The European Central Bank has cut its benchmark interest rate to 0% from 0.05% as part of a package of measures intended to boost the flagging eurozone economy.
The ECB will also expand its quantitative easing programme from €60bn to €80bn a month.
The scheme will now include the purchase of corporate bonds as well as government debt.
The bank has also decided to further cut the bank deposit rate.
It now stands at minus 0.4%, down from minus 0.3%, meaning that banks must pay more to deposit funds with the ECB.

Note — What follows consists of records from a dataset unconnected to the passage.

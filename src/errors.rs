// SPDX-License-Identifier: GPL-3.0-only

//! Error types for the compositor
//!
//! Errors are grouped by the component that raises them. Capture failures are
//! normally logged on the capture thread and never reach the render loop; GPU
//! failures surface to whoever owns the context.

use std::fmt;

/// Result type alias using AppError
pub type AppResult<T> = Result<T, AppError>;

/// Result type alias for GPU operations
pub type GpuResult<T> = Result<T, GpuError>;

/// Result type alias for capture device operations
pub type CameraResult<T> = Result<T, CameraError>;

/// Main application error type
#[derive(Debug, Clone)]
pub enum AppError {
    /// GPU / rendering errors
    Gpu(GpuError),
    /// Capture device errors
    Camera(CameraError),
    /// Snapshot errors
    Photo(PhotoError),
    /// Configuration errors
    Config(String),
    /// Storage/filesystem errors
    Storage(String),
    /// A worker thread failed to start or to acknowledge a request
    Worker(String),
    /// Generic error with message
    Other(String),
}

/// GPU-specific errors
#[derive(Debug, Clone, PartialEq, Eq)]
pub enum GpuError {
    /// A required driver feature or extension is missing
    UnsupportedFeature(String),
    /// A surface was used from a thread that does not own it
    WrongThread,
    /// A draw was issued while the owning context is not current
    NotCurrent,
    /// The context is current on another thread
    ContextBusy,
    /// The context has already been destroyed
    ContextDestroyed,
    /// Unknown or already deleted texture id
    InvalidTexture(u32),
    /// Unknown or already deleted program id
    InvalidProgram(u32),
    /// Unknown or already destroyed surface id
    InvalidSurface(u32),
    /// Character without a glyph texture
    InvalidGlyph(char),
    /// Reading pixels back from the framebuffer failed
    Readback(String),
    /// Backend/driver failure
    Backend(String),
}

/// Capture device errors
#[derive(Debug, Clone, PartialEq, Eq)]
pub enum CameraError {
    /// No device with the requested id
    DeviceNotFound(u32),
    /// Opening the device failed
    OpenFailed(String),
    /// The device rejected a configuration
    ConfigureFailed(String),
    /// Starting or stopping the stream failed
    StreamFailed(String),
    /// The device handle was already released
    Released,
}

/// Snapshot errors
#[derive(Debug, Clone, PartialEq, Eq)]
pub enum PhotoError {
    /// Pixel buffer does not match the declared dimensions
    InvalidBuffer(String),
    /// Encoding failed
    EncodingFailed(String),
    /// Save failed
    SaveFailed(String),
}

impl fmt::Display for AppError {
    fn fmt(&self, f: &mut fmt::Formatter<'_>) -> fmt::Result {
        match self {
            AppError::Gpu(e) => write!(f, "GPU error: {}", e),
            AppError::Camera(e) => write!(f, "Camera error: {}", e),
            AppError::Photo(e) => write!(f, "Photo error: {}", e),
            AppError::Config(msg) => write!(f, "Configuration error: {}", msg),
            AppError::Storage(msg) => write!(f, "Storage error: {}", msg),
            AppError::Worker(msg) => write!(f, "Worker error: {}", msg),
            AppError::Other(msg) => write!(f, "{}", msg),
        }
    }
}

impl fmt::Display for GpuError {
    fn fmt(&self, f: &mut fmt::Formatter<'_>) -> fmt::Result {
        match self {
            GpuError::UnsupportedFeature(name) => write!(f, "Unsupported GPU feature: {}", name),
            GpuError::WrongThread => write!(f, "Surface used from a thread that does not own it"),
            GpuError::NotCurrent => write!(f, "No current context on this thread"),
            GpuError::ContextBusy => write!(f, "Context is current on another thread"),
            GpuError::ContextDestroyed => write!(f, "Context already destroyed"),
            GpuError::InvalidTexture(id) => write!(f, "Invalid texture id {}", id),
            GpuError::InvalidProgram(id) => write!(f, "Invalid program id {}", id),
            GpuError::InvalidSurface(id) => write!(f, "Invalid surface id {}", id),
            GpuError::InvalidGlyph(ch) => write!(f, "No glyph for character {:?}", ch),
            GpuError::Readback(msg) => write!(f, "Pixel readback failed: {}", msg),
            GpuError::Backend(msg) => write!(f, "Backend error: {}", msg),
        }
    }
}

impl fmt::Display for CameraError {
    fn fmt(&self, f: &mut fmt::Formatter<'_>) -> fmt::Result {
        match self {
            CameraError::DeviceNotFound(id) => write!(f, "Camera {} not found", id),
            CameraError::OpenFailed(msg) => write!(f, "Open failed: {}", msg),
            CameraError::ConfigureFailed(msg) => write!(f, "Configuration rejected: {}", msg),
            CameraError::StreamFailed(msg) => write!(f, "Stream error: {}", msg),
            CameraError::Released => write!(f, "Camera already released"),
        }
    }
}

impl fmt::Display for PhotoError {
    fn fmt(&self, f: &mut fmt::Formatter<'_>) -> fmt::Result {
        match self {
            PhotoError::InvalidBuffer(msg) => write!(f, "Invalid pixel buffer: {}", msg),
            PhotoError::EncodingFailed(msg) => write!(f, "Encoding failed: {}", msg),
            PhotoError::SaveFailed(msg) => write!(f, "Save failed: {}", msg),
        }
    }
}

impl std::error::Error for AppError {}
impl std::error::Error for GpuError {}
impl std::error::Error for CameraError {}
impl std::error::Error for PhotoError {}

impl From<GpuError> for AppError {
    fn from(err: GpuError) -> Self {
        AppError::Gpu(err)
    }
}

impl From<CameraError> for AppError {
    fn from(err: CameraError) -> Self {
        AppError::Camera(err)
    }
}

impl From<PhotoError> for AppError {
    fn from(err: PhotoError) -> Self {
        AppError::Photo(err)
    }
}

impl From<String> for AppError {
    fn from(msg: String) -> Self {
        AppError::Other(msg)
    }
}

impl From<&str> for AppError {
    fn from(msg: &str) -> Self {
        AppError::Other(msg.to_string())
    }
}

impl From<std::io::Error> for AppError {
    fn from(err: std::io::Error) -> Self {
        AppError::Storage(err.to_string())
    }
}

impl From<std::io::Error> for PhotoError {
    fn from(err: std::io::Error) -> Self {
        PhotoError::SaveFailed(err.to_string())
    }
}

impl From<image::ImageError> for PhotoError {
    fn from(err: image::ImageError) -> Self {
        PhotoError::EncodingFailed(err.to_string())
    }
}
// SPDX-License-Identifier: GPL-3.0-only

//! Integration tests for configuration module

use camera_compositor::Config;
use camera_compositor::config::PhotoOutputFormat;
use camera_compositor::gpu::{GpuBackendKind, Viewport};
use camera_compositor::render::ScaleMode;
use std::path::PathBuf;

fn temp_path(name: &str) -> PathBuf {
    std::env::temp_dir()
        .join(format!("camera-compositor-config-{}", std::process::id()))
        .join(name)
}

#[test]
fn test_config_default() {
    let config = Config::default();

    assert_eq!(config.camera_id, 0);
    assert_eq!(
        (config.preview_size.width, config.preview_size.height),
        (1280, 720),
        "Preview request should default to 1280x720"
    );
    assert_eq!(config.scale_mode, ScaleMode::Stretch);
    assert_eq!(config.gpu_backend, GpuBackendKind::Software);
    assert_eq!(config.photo_format, PhotoOutputFormat::Png);
    assert_eq!(
        config.encoder_duty_cycle, 2,
        "Encoder should receive every other frame by default"
    );
    assert!(config.overlay.enabled);
}

#[test]
fn test_default_overlay_layout() {
    let layout = Config::default().overlay.layout();
    assert_eq!(layout.timestamp_origin, (160, 300));
    assert_eq!(layout.glyph_stride, 15);
    assert_eq!(layout.glyph_viewport, (220, 60));
    assert_eq!(layout.watermark_rect, Viewport::new(20, 20, 100, 50));
}

#[test]
fn test_config_round_trip() {
    let path = temp_path("round-trip.json");
    let mut config = Config::default();
    config.camera_id = 1;
    config.scale_mode = ScaleMode::CropCenter;
    config.photo_format = PhotoOutputFormat::Jpeg;
    config.jpeg_quality = 80;
    config.output_dir = Some(PathBuf::from("/tmp/shots"));
    config.overlay.timestamp_origin = (10, 20);

    config.save_to(&path).expect("config should save");
    let loaded = Config::load_from(&path);
    assert_eq!(loaded, config, "Saved config should load back unchanged");
    let _ = std::fs::remove_file(&path);
}

#[test]
fn test_missing_file_yields_defaults() {
    let loaded = Config::load_from(&temp_path("does-not-exist.json"));
    assert_eq!(loaded, Config::default());
}

#[test]
fn test_malformed_file_yields_defaults() {
    let path = temp_path("malformed.json");
    std::fs::create_dir_all(path.parent().unwrap()).unwrap();
    std::fs::write(&path, "{ camera_id: not json").unwrap();

    let loaded = Config::load_from(&path);
    assert_eq!(loaded, Config::default(), "Malformed config should fall back");
    let _ = std::fs::remove_file(&path);
}

#[test]
fn test_partial_file_fills_defaults() {
    let path = temp_path("partial.json");
    std::fs::create_dir_all(path.parent().unwrap()).unwrap();
    std::fs::write(&path, r#"{ "camera_id": 1, "scale_mode": "KeepAspectScale" }"#).unwrap();

    let loaded = Config::load_from(&path);
    assert_eq!(loaded.camera_id, 1);
    assert_eq!(loaded.scale_mode, ScaleMode::KeepAspectScale);
    assert_eq!(loaded.preview_size, Config::default().preview_size);
    assert_eq!(loaded.overlay, Config::default().overlay);
    let _ = std::fs::remove_file(&path);
}

#[test]
fn test_explicit_output_dir_wins() {
    let mut config = Config::default();
    config.output_dir = Some(PathBuf::from("/srv/captures"));
    assert_eq!(config.output_dir(), PathBuf::from("/srv/captures"));
}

The package of measures, including the decision to cut the benchmark interest rate, was more radical than investors had expected.
Thursday’s action followed a stimulus package announced in December.
Bigger bazooka
The euro fell 1% against the US dollar to $1.0863 and shed 0.5% against sterling, the yen and the Swiss franc.
John Hardy, head of currency strategy at Saxo Bank, said: “This was a much bigger bazooka than the market was expecting and shows the ECB trying to get ahead of the confidence curve after learning its lesson in December.”
A weaker euro makes European exports cheaper and the fall bolstered European stock markets, with Frankfurt rising 2.2% and Paris jumping 2.5%.
Shares in European banks also rose sharply, with Deutsche Bank rising 4.5%, Societe Generale adding 5.3%, Santander up 4.4% and Italy’s UniCredit adding 6.8%.
ECB president Mario Draghi will give a press conference in Frankfurt at 1330 GMT.